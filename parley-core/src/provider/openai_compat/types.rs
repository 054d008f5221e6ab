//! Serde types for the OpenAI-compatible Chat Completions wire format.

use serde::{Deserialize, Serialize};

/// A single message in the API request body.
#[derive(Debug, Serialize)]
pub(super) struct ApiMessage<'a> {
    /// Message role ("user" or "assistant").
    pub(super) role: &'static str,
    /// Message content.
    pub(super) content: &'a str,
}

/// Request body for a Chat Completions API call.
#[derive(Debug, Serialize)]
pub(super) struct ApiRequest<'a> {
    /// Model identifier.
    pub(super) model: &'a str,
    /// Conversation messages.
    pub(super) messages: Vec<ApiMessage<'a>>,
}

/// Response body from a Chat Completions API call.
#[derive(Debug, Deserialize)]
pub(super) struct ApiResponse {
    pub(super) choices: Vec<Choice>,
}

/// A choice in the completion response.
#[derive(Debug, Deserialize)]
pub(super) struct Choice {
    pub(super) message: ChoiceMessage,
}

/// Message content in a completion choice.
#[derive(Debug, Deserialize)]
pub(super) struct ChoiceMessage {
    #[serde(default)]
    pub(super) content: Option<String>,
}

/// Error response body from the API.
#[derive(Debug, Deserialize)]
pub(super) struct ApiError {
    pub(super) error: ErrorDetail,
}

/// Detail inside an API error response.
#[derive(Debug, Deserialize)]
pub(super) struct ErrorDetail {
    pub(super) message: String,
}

══════════════════════════════

Problem:
From the entries above, select each line containing the string "messages".

Answer to this task:
    /// Conversation messages.
    pub(super) messages: Vec<ApiMessage<'a>>,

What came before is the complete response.